Don't worry, I love lil secret entries too hahahaha xP

Okay back to the confession.

Why do I want to stop writing?

First, because I don't plan to share my stories till the day I die. *that's clichΓ©*

Second. Because I don't like to control whatever I write here.

Well it's obvious, I write whatever I want xP. It's sooo not me to say something super duper nice all the time just because I know people are reading. I also can't pretend as if there's no reader at all because I know, I know people read this blog. I watch my stats all the time okay.

Aaaand... do you know why I always change my blog address?

I know some of you are annoyed. Buka2 takde, blog hilang, eh gediklah penulis ni. Unfollow.

Hahahahaha guys, GUYS. I am so sorry.

It's not because I'm being mengadeee (well, maybe sometimes~), I just get really scared when the pageviews go skyrocket. πŸ˜…

Yeah it sorta happens to this blog. Unbelievable kan~

Can you imagine? Who the heck read my blog up to 100 pages in just an hour??

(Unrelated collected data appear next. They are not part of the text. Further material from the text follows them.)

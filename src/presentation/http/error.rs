use axum::{
    Json,
    extract::rejection::JsonRejection,
    http::StatusCode,
    response::{IntoResponse, Response},
};
use serde::Serialize;
use utoipa::ToSchema;

use crate::application::access::AccessError;
use crate::application::use_cases::auth::login::LoginError;
use crate::application::use_cases::auth::register::RegisterError;
use crate::application::use_cases::notes::NoteError;

/// Body of every non-2xx response.
#[derive(Debug, Serialize, ToSchema)]
pub struct ErrorBody {
    pub error: String,
}

#[derive(Debug, thiserror::Error)]
pub enum ApiError {
    #[error("{0}")]
    BadRequest(String),
    #[error("{0}")]
    Unauthorized(String),
    #[error("{0}")]
    NotFound(String),
    #[error("method not allowed")]
    MethodNotAllowed,
    #[error("{0}")]
    Internal(&'static str),
}

impl ApiError {
    pub fn status_code(&self) -> StatusCode {
        match self {
            Self::BadRequest(_) => StatusCode::BAD_REQUEST,
            Self::Unauthorized(_) => StatusCode::UNAUTHORIZED,
            Self::NotFound(_) => StatusCode::NOT_FOUND,
            Self::MethodNotAllowed => StatusCode::METHOD_NOT_ALLOWED,
            Self::Internal(_) => StatusCode::INTERNAL_SERVER_ERROR,
        }
    }
}

impl IntoResponse for ApiError {
    fn into_response(self) -> Response {
        let status = self.status_code();
        (
            status,
            Json(ErrorBody {
                error: self.to_string(),
            }),
        )
            .into_response()
    }
}

impl From<JsonRejection> for ApiError {
    fn from(rejection: JsonRejection) -> Self {
        Self::BadRequest(rejection.body_text())
    }
}

impl From<RegisterError> for ApiError {
    fn from(err: RegisterError) -> Self {
        match err {
            RegisterError::Invalid(_) | RegisterError::EmailTaken | RegisterError::UsernameTaken => {
                Self::BadRequest(err.to_string())
            }
            RegisterError::Hash(e) | RegisterError::Store(e) => {
                tracing::error!(error = ?e, "register_failed");
                Self::Internal("failed to create user")
            }
            RegisterError::Token(e) => {
                tracing::error!(error = ?e, "token_issue_failed");
                Self::Internal("failed to issue token")
            }
        }
    }
}

impl From<LoginError> for ApiError {
    fn from(err: LoginError) -> Self {
        match err {
            LoginError::Invalid(e) => Self::BadRequest(e.to_string()),
            LoginError::InvalidCredentials => Self::Unauthorized(err.to_string()),
            LoginError::Store(e) => {
                tracing::error!(error = ?e, "login_lookup_failed");
                Self::Internal("failed to log in")
            }
            LoginError::Token(e) => {
                tracing::error!(error = ?e, "token_issue_failed");
                Self::Internal("failed to issue token")
            }
        }
    }
}

impl From<NoteError> for ApiError {
    fn from(err: NoteError) -> Self {
        match err {
            NoteError::Invalid(e) => Self::BadRequest(e.to_string()),
            NoteError::NotFound => Self::NotFound(err.to_string()),
            NoteError::Store(e) => {
                tracing::error!(error = ?e, "note_store_failed");
                Self::Internal("note storage failure")
            }
        }
    }
}

impl From<AccessError> for ApiError {
    fn from(err: AccessError) -> Self {
        match err {
            AccessError::Store(e) => {
                tracing::error!(error = ?e, "auth_user_lookup_failed");
                Self::Internal("failed to load user")
            }
            other => {
                tracing::debug!(reason = %other, "request_unauthenticated");
                Self::Unauthorized(other.to_string())
            }
        }
    }
}

#[cfg(test)]
mod tests {
    use super::*;
    use crate::application::services::validation::ValidationError;

    #[test]
    fn status_mapping() {
        let cases: Vec<(ApiError, StatusCode)> = vec![
            (NoteError::NotFound.into(), StatusCode::NOT_FOUND),
            (
                NoteError::Invalid(ValidationError::Required("title")).into(),
                StatusCode::BAD_REQUEST,
            ),
            (
                NoteError::Store(anyhow::anyhow!("db down")).into(),
                StatusCode::INTERNAL_SERVER_ERROR,
            ),
            (RegisterError::EmailTaken.into(), StatusCode::BAD_REQUEST),
            (LoginError::InvalidCredentials.into(), StatusCode::UNAUTHORIZED),
            (AccessError::MissingCredentials.into(), StatusCode::UNAUTHORIZED),
            (
                AccessError::Store(anyhow::anyhow!("db down")).into(),
                StatusCode::INTERNAL_SERVER_ERROR,
            ),
        ];
        for (err, status) in cases {
            assert_eq!(err.status_code(), status, "{err}");
        }
    }

    #[test]
    fn internal_errors_do_not_leak_details() {
        let err: ApiError = NoteError::Store(anyhow::anyhow!("connection refused at 10.0.0.5")).into();
        assert!(!err.to_string().contains("10.0.0.5"));
    }
}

Maybe I shouldn't bother. This is a blog after all, and I make it public. Everyone is free to read it, duhh..

*slap self*

Sometimes it feels like some people actually know a lot of things about my life and it's scary. Of course I don't blame anyone, it's me who simply share everything here. And then I annoyingly think that my privacy is invaded. Hehe πŸ˜‚ *please kungfu-kick me now*


.

.

.






Funny I even have a blog right?





Funnier I don't even make it private.





Funniest I actually feel scared. By you.






Next time if I reveal too much things about myself, please let me know 😌 Just leave a comment below. Or more comments, whatever, I don't mind cause I know you won't heheh >_< (except you thaqif, you're leaving wayyyy too many comments -.-)

And oh! Cheers to more entries that will come in the future wohohohoho~!!!

P/s : Hey little sister (and big sisters?), I know you guys check on my blog regularly. And nope, I won't say anything about what's happening πŸ˜‰ Good or bad, it shall pass.

Helloooo~ I don't even tell my friends okay. You know how much I hate sympathy and pitiful looks from people. I don't need all that. Btw I have this big wound on my arm (don't ask), but it almost heals. Alhamdulillah... and I don't tell Ma about it also. Proud baby here!

I guess this wound is nothing compared to what we're going through right now. You guys scared me to death, no kidding.

There are a lot of things that I want to tell my mum. Like seriously A LOT!

Life is tough, pheww... but I'm tougher so don't worry ^^


Ah kemonlaa aliaa, u don't even know how to use the public transport! 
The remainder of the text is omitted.